Pritt
Mendengar bunyi pluit dibunyikan seluruh siswa kelas XI IPA 3 segera berhamburan berbaris di lapangan.
Jangan tanya seberapa panas hari ini. Tepat jam sebelas, jadwal olahraga meraka dimulai dan tak heran ada saja sebagian siswa yang memilih bolos.

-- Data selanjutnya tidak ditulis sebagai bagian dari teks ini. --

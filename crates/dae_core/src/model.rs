//! The resolved model handed to the renderer.

use std::collections::{BTreeMap, HashMap};
use std::sync::Arc;

use dae_math::Vec4;
use serde::Serialize;

use crate::dae::{Animation, ColorSource, Effect, SceneGraph};
use crate::mesh::Mesh;
use crate::skeleton::Skeleton;

/// A material with its effect linked.
#[derive(Clone, Debug)]
pub struct Material {
    /// Material id
    pub id: String,

    /// Display name (defaults to the id)
    pub name: String,

    /// Shared effect; several materials may instance the same one
    pub effect: Arc<Effect>,
}

impl Material {
    /// Literal diffuse color, if the diffuse parameter is not textured.
    pub fn diffuse_color(&self) -> Option<Vec4> {
        self.effect.phong().diffuse.as_ref().and_then(ColorSource::color)
    }

    /// Sampler name of the diffuse texture, if textured.
    pub fn diffuse_texture(&self) -> Option<&str> {
        match self.effect.phong().diffuse.as_ref()? {
            ColorSource::Texture { texture, .. } => Some(texture.as_str()),
            ColorSource::Color(_) => None,
        }
    }
}

/// Everything produced by loading one document.
#[derive(Clone, Debug)]
pub struct ModelData {
    /// Model name (file stem, or the name given to the string loader)
    pub name: String,

    /// COLLADA version the document declared
    pub version: String,

    /// Packed meshes keyed by geometry id
    pub meshes: HashMap<String, Mesh>,

    /// Bones of every armature in the scene
    pub skeleton: Skeleton,

    /// Raw animations keyed by id
    pub animations: HashMap<String, Animation>,

    /// The resolved node hierarchy
    pub scene: SceneGraph,
}

impl ModelData {
    pub fn mesh(&self, id: &str) -> Option<&Mesh> {
        self.meshes.get(id)
    }

    pub fn mesh_count(&self) -> usize {
        self.meshes.len()
    }

    /// Meshes sorted by id, for stable output.
    pub fn sorted_meshes(&self) -> Vec<&Mesh> {
        let mut meshes: Vec<&Mesh> = self.meshes.values().collect();
        meshes.sort_by(|a, b| a.id.cmp(&b.id));
        meshes
    }

    /// Total packed vertices over all meshes.
    pub fn vertex_count(&self) -> usize {
        self.meshes.values().map(Mesh::vertex_count).sum()
    }

    pub fn summary(&self) -> ModelSummary {
        ModelSummary {
            name: self.name.clone(),
            version: self.version.clone(),
            meshes: self.sorted_meshes().into_iter().map(MeshSummary::from).collect(),
            bone_count: self.skeleton.len(),
            animation_count: self.animations.len(),
            node_count: self.scene.len(),
        }
    }
}

/// Serializable overview of a model.
#[derive(Clone, Debug, Serialize)]
pub struct ModelSummary {
    pub name: String,
    pub version: String,
    pub meshes: Vec<MeshSummary>,
    pub bone_count: usize,
    pub animation_count: usize,
    pub node_count: usize,
}

#[derive(Clone, Debug, Serialize)]
pub struct MeshSummary {
    pub id: String,
    pub name: String,
    pub skinned: bool,
    pub polylists: Vec<PolylistSummary>,

    /// Material symbol → material id
    pub materials: BTreeMap<String, String>,
}

#[derive(Clone, Debug, Serialize)]
pub struct PolylistSummary {
    pub material: Option<String>,
    pub faces: usize,
    pub vertices: usize,
    pub elements_per_vertex: usize,
    pub indices: usize,
    pub non_triangle_faces: usize,
}

impl From<&Mesh> for MeshSummary {
    fn from(mesh: &Mesh) -> Self {
        Self {
            id: mesh.id.clone(),
            name: mesh.name.clone(),
            skinned: mesh.is_skinned(),
            polylists: mesh
                .polylists
                .iter()
                .map(|p| PolylistSummary {
                    material: p.material_symbol.clone(),
                    faces: p.face_count(),
                    vertices: p.vertex_count(),
                    elements_per_vertex: p.layout.elements_per_vertex(),
                    indices: p.ibo_buffer.len(),
                    non_triangle_faces: p.non_triangle_faces,
                })
                .collect(),
            materials: mesh
                .materials
                .iter()
                .map(|(symbol, material)| (symbol.clone(), material.id.clone()))
                .collect(),
        }
    }
}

Pria dengan peluh di dahinya menyeringai kala mendongak ke atas.
"Gila, panas banget. Lebih panas dari ngeliat mantan sama gebetan barunya," celoteh Farel sambil mengibas-ngibaskan kaos olahraganya yang sudah basah duluan.
"Cihuyyy!" sorak Didi dan yang lainnya.
"Sudah, diam! Diam! Ini baru panas sinar matahari yang letaknya jauh dari bumi. Di neraka bisa lebih panas. Api neraka langsung nyentuh kulit, apa gak kebayang panasnya kayak gimana? Gitu aja ngeluh!" Sahut Pak Jojo juga ikut menyeringai karena terik sinar matahari.

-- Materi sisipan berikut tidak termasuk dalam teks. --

use super::animation::{parse_animation, Animation};
use super::effect::{parse_effect, parse_material, Effect, MaterialDef};
use super::error::{ParseError, ParseResult, RefKind};
use super::geometry::{parse_geometry, MeshDef};
use super::loader::LoadOptions;
use super::skin::{parse_controller, ControllerDef};
use super::visual_scene::{parse_visual_scene, BindMaterial, Instance, SceneGraph};
use super::xml::{self, XmlNode};
use crate::mesh::{Mesh, MeshSkin};
use crate::model::{Material, ModelData};
use crate::skeleton::Skeleton;

/// Progress of a document through the pipeline.
#[derive(Clone, Copy, Debug, PartialEq, Eq)]
pub(crate) enum DocumentStage {
    Unparsed,
    LibrariesLoaded,
    MaterialsLinked,
    SceneResolved,
    Ready,
    ParseFailed,
}

impl fmt::Display for DocumentStage {
    fn fmt(&self, f: &mut fmt::Formatter<'_>) -> fmt::Result {
        fmt::Debug::fmt(self, f)
    }
}

/// Registries of one document, threaded through every stage.
pub(crate) struct DocumentContext<'o> {
    name: String,
    version: String,
    options: &'o LoadOptions,
    stage: DocumentStage,

    geometries: HashMap<String, MeshDef>,
    controllers: HashMap<String, ControllerDef>,
    effects: HashMap<String, Arc<Effect>>,
    material_defs: HashMap<String, MaterialDef>,
    materials: HashMap<String, Arc<Material>>,
    animations: HashMap<String, Animation>,
    scene: SceneGraph,

    /// Packed meshes keyed by geometry id
    meshes: HashMap<String, Mesh>,
}

fn insert_unique<T>(map: &mut HashMap<String, T>, kind: &str, id: String, value: T) -> ParseResult<()> {
    if map.contains_key(&id) {
        return Err(ParseError::malformed(format!("{} '{}' declared twice", kind, id)));
    }
    map.insert(id, value);
    Ok(())
}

"Hari ini bapak akan menggabungkan kalian dengan kelas XI IPA 1. Karena sesudah istirahat kedua bapak masuk ke kelas mereka dan berhubung bapak ada rapat dengan kepala sekolah jadi digabung saja ya."
"Gak asik! Huhu"
"Gak seru jadinya, Pak!" protes para siswa.
Apalagi saat Farel cees membuat suasana tambah runyam, Pak Jojo makin bertindak.

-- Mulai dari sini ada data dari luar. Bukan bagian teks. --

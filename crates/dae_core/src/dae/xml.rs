//! Small helpers over `roxmltree` nodes shared by the section parsers.

use std::str::FromStr;

use super::error::{ParseError, ParseResult};

pub(crate) type XmlNode<'a, 'input> = roxmltree::Node<'a, 'input>;

/// Element children only (text, comments and processing instructions skipped).
pub(crate) fn element_children<'a, 'input>(
    node: XmlNode<'a, 'input>,
) -> impl Iterator<Item = XmlNode<'a, 'input>> {
    node.children().filter(|child| child.is_element())
}

/// Tag name without namespace.
pub(crate) fn tag<'a>(node: XmlNode<'a, '_>) -> &'a str {
    node.tag_name().name()
}

/// Fail unless `node` is a `<name>` element.
pub(crate) fn expect_tag(node: XmlNode<'_, '_>, name: &str) -> ParseResult<()> {
    if tag(node) != name {
        return Err(ParseError::malformed(format!(
            "expected <{}>, found <{}>",
            name,
            tag(node)
        )));
    }
    Ok(())
}

/// Short element description for error messages, e.g. `<source id="Cube-positions">`.
pub(crate) fn describe(node: XmlNode<'_, '_>) -> String {
    match node.attribute("id") {
        Some(id) => format!("<{} id=\"{}\">", tag(node), id),
        None => format!("<{}>", tag(node)),
    }
}

pub(crate) fn required_attribute<'a>(node: XmlNode<'a, '_>, name: &str) -> ParseResult<&'a str> {
    node.attribute(name).ok_or_else(|| {
        ParseError::malformed(format!(
            "{} is missing required attribute '{}'",
            describe(node),
            name
        ))
    })
}

/// Parse an optional attribute, failing only when it is present but invalid.
pub(crate) fn parse_attribute<T: FromStr>(node: XmlNode<'_, '_>, name: &str) -> ParseResult<Option<T>> {
    match node.attribute(name) {
        Some(raw) => raw.trim().parse::<T>().map(Some).map_err(|_| {
            ParseError::malformed(format!(
                "{} has invalid value '{}' for attribute '{}'",
                describe(node),
                raw,
                name
            ))
        }),
        None => Ok(None),
    }
}

pub(crate) fn required_parsed_attribute<T: FromStr>(node: XmlNode<'_, '_>, name: &str) -> ParseResult<T> {
    parse_attribute(node, name)?.ok_or_else(|| {
        ParseError::malformed(format!(
            "{} is missing required attribute '{}'",
            describe(node),
            name
        ))
    })
}

/// URL attribute with the leading `#` of a local fragment stripped.
pub(crate) fn required_url<'a>(node: XmlNode<'a, '_>, name: &str) -> ParseResult<&'a str> {
    required_attribute(node, name).map(strip_url)
}

pub(crate) fn strip_url(url: &str) -> &str {
    url.strip_prefix('#').unwrap_or(url)
}

/// First element child with the given tag.
pub(crate) fn child<'a, 'input>(node: XmlNode<'a, 'input>, name: &str) -> Option<XmlNode<'a, 'input>> {
    element_children(node).find(|c| tag(*c) == name)
}

pub(crate) fn required_child<'a, 'input>(
    node: XmlNode<'a, 'input>,
    name: &str,
) -> ParseResult<XmlNode<'a, 'input>> {
    child(node, name).ok_or_else(|| {
        ParseError::malformed(format!("{} is missing required <{}>", describe(node), name))
    })
}

/// Text content of an element, empty when it has none.
pub(crate) fn text<'a>(node: XmlNode<'a, '_>) -> &'a str {
    node.text().unwrap_or("")
}

/// Parse every whitespace-separated token of the element's text.
pub(crate) fn parse_list<T: FromStr>(node: XmlNode<'_, '_>) -> ParseResult<Vec<T>> {
    text(node)
        .split_whitespace()
        .map(|token| {
            token.parse::<T>().map_err(|_| {
                ParseError::malformed(format!("{} contains invalid value '{}'", describe(node), token))
            })
        })
        .collect()
}

/// Parse a list that must hold exactly `expected` tokens.
pub(crate) fn parse_list_exact<T: FromStr>(node: XmlNode<'_, '_>, expected: usize) -> ParseResult<Vec<T>> {
    let values = parse_list(node)?;
    if values.len() != expected {
        return Err(ParseError::malformed(format!(
            "{} holds {} values, expected {}",
            describe(node),
            values.len(),
            expected
        )));
    }
    Ok(values)
}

"Rel, kamu jadi instruksi pemanasan. Sesudah itu ajari mereka semua untuk men-shoot bola basket ke ring--"
"Gampang, Pak," potong Farel membuat Pak Jojo makin tidak suka dengan anak itu.
"Ajari anak IPA satu juga ya, sebentar lagi mereka akan turun ke lapangan."
"Lah? Saya cuma kebagian ngajarin doang?"
"Iya, kamu gantiin saya biar gimana capeknya jadi saya apalagi harus berhadapan dengan kelas kamu. Sudah bapak akan pergi dulu. Nih sekalian kamu absen kelas kamu!" Pak Jojo memberikan buku absenya ke Farel.
Dan benar saja, rombongan kelas unggulan datang dengan wajah serba-serbi kutu buku. Mereka berjalan santai membuat Farel berkacak pinggang menunggunya.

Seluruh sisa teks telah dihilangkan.